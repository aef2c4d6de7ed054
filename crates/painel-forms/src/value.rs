#![forbid(unsafe_code)]

//! Field values and whole-form snapshots.
//!
//! # Coercions
//!
//! Selection widgets hold numeric ids as text, so an entity field `7` is
//! loaded as `FieldValue::Text("7")` when the field is a select. Numeric
//! validators and [`FieldValue::as_number`] parse such text transparently,
//! and [`FieldValue::to_json`] emits integral numbers as JSON integers.

use std::fmt;

use serde_json::Value;

/// The value held by one form field.
#[derive(Debug, Clone, PartialEq, Default)]
pub enum FieldValue {
    /// No value.
    #[default]
    Empty,
    /// Free text, or a numeric id held by a selection widget.
    Text(String),
    /// A number.
    Number(f64),
    /// A checkbox or toggle.
    Bool(bool),
}

impl FieldValue {
    /// Text value.
    pub fn text(value: impl Into<String>) -> Self {
        Self::Text(value.into())
    }

    /// Numeric id as held by a selection widget.
    #[must_use]
    pub fn id(value: i64) -> Self {
        Self::Text(value.to_string())
    }

    /// `Empty`, or text that is empty after trimming.
    #[must_use]
    pub fn is_empty(&self) -> bool {
        match self {
            Self::Empty => true,
            Self::Text(s) => s.trim().is_empty(),
            Self::Number(_) | Self::Bool(_) => false,
        }
    }

    /// Text rendering; `Empty` is the empty string.
    #[must_use]
    pub fn as_text(&self) -> String {
        match self {
            Self::Empty => String::new(),
            Self::Text(s) => s.clone(),
            Self::Number(n) => n.to_string(),
            Self::Bool(b) => b.to_string(),
        }
    }

    /// Numeric view. Text is parsed after trimming; `NaN` and infinities
    /// are not numbers.
    #[must_use]
    pub fn as_number(&self) -> Option<f64> {
        let n = match self {
            Self::Number(n) => Some(*n),
            Self::Text(s) => s.trim().parse::<f64>().ok(),
            Self::Empty | Self::Bool(_) => None,
        };
        n.filter(|n| n.is_finite())
    }

    /// Boolean view. Accepts `"true"`/`"false"` text.
    #[must_use]
    pub fn as_bool(&self) -> Option<bool> {
        match self {
            Self::Bool(b) => Some(*b),
            Self::Text(s) => s.trim().parse().ok(),
            Self::Empty | Self::Number(_) => None,
        }
    }

    /// Convert to JSON. Integral numbers become JSON integers.
    #[must_use]
    pub fn to_json(&self) -> Value {
        match self {
            Self::Empty => Value::Null,
            Self::Text(s) => Value::String(s.clone()),
            Self::Number(n) if n.fract() == 0.0 && n.abs() < 9.0e15 => Value::from(*n as i64),
            Self::Number(n) => Value::from(*n),
            Self::Bool(b) => Value::Bool(*b),
        }
    }

    /// Convert from JSON. Arrays and objects become their JSON text.
    #[must_use]
    pub fn from_json(value: &Value) -> Self {
        match value {
            Value::Null => Self::Empty,
            Value::String(s) => Self::Text(s.clone()),
            Value::Number(n) => n.as_f64().map_or(Self::Empty, Self::Number),
            Value::Bool(b) => Self::Bool(*b),
            other => Self::Text(other.to_string()),
        }
    }
}

impl fmt::Display for FieldValue {
    fn fmt(&self, f: &mut fmt::Formatter<'_>) -> fmt::Result {
        f.write_str(&self.as_text())
    }
}

impl From<&str> for FieldValue {
    fn from(value: &str) -> Self {
        Self::Text(value.to_string())
    }
}

impl From<String> for FieldValue {
    fn from(value: String) -> Self {
        Self::Text(value)
    }
}

impl From<f64> for FieldValue {
    fn from(value: f64) -> Self {
        Self::Number(value)
    }
}

impl From<i64> for FieldValue {
    fn from(value: i64) -> Self {
        Self::Number(value as f64)
    }
}

impl From<i32> for FieldValue {
    fn from(value: i32) -> Self {
        Self::Number(f64::from(value))
    }
}

impl From<bool> for FieldValue {
    fn from(value: bool) -> Self {
        Self::Bool(value)
    }
}

impl<T: Into<FieldValue>> From<Option<T>> for FieldValue {
    fn from(value: Option<T>) -> Self {
        value.map_or(Self::Empty, Into::into)
    }
}

// ---------------------------------------------------------------------------
// FormSnapshot
// ---------------------------------------------------------------------------

static EMPTY: FieldValue = FieldValue::Empty;

/// Immutable copy of every field value and list section, in declaration order.
#[derive(Debug, Clone, Default, PartialEq)]
pub struct FormSnapshot {
    fields: Vec<(String, FieldValue)>,
    lists: Vec<(String, Vec<Value>)>,
}

impl FormSnapshot {
    /// Build a snapshot from field pairs (no list sections).
    pub fn from_fields<I, K, V>(fields: I) -> Self
    where
        I: IntoIterator<Item = (K, V)>,
        K: Into<String>,
        V: Into<FieldValue>,
    {
        Self {
            fields: fields
                .into_iter()
                .map(|(k, v)| (k.into(), v.into()))
                .collect(),
            lists: Vec::new(),
        }
    }

    pub(crate) fn new(fields: Vec<(String, FieldValue)>, lists: Vec<(String, Vec<Value>)>) -> Self {
        Self { fields, lists }
    }

    /// Value of `name`; `Empty` for unknown names.
    #[must_use]
    pub fn get(&self, name: &str) -> &FieldValue {
        self.fields
            .iter()
            .find(|(n, _)| n == name)
            .map_or(&EMPTY, |(_, v)| v)
    }

    /// Items of list section `name`; empty for unknown names.
    #[must_use]
    pub fn list(&self, name: &str) -> &[Value] {
        self.lists
            .iter()
            .find(|(n, _)| n == name)
            .map_or(&[] as &[Value], |(_, items)| items.as_slice())
    }

    /// Field pairs in declaration order.
    pub fn fields(&self) -> impl Iterator<Item = (&str, &FieldValue)> {
        self.fields.iter().map(|(n, v)| (n.as_str(), v))
    }

    /// List sections in declaration order.
    pub fn lists(&self) -> impl Iterator<Item = (&str, &[Value])> {
        self.lists.iter().map(|(n, v)| (n.as_str(), v.as_slice()))
    }
}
▬▬▬
Report all lines of the data that include the word "true".

            Self::Empty => true,
    /// Boolean view. Accepts `"true"`/`"false"` text.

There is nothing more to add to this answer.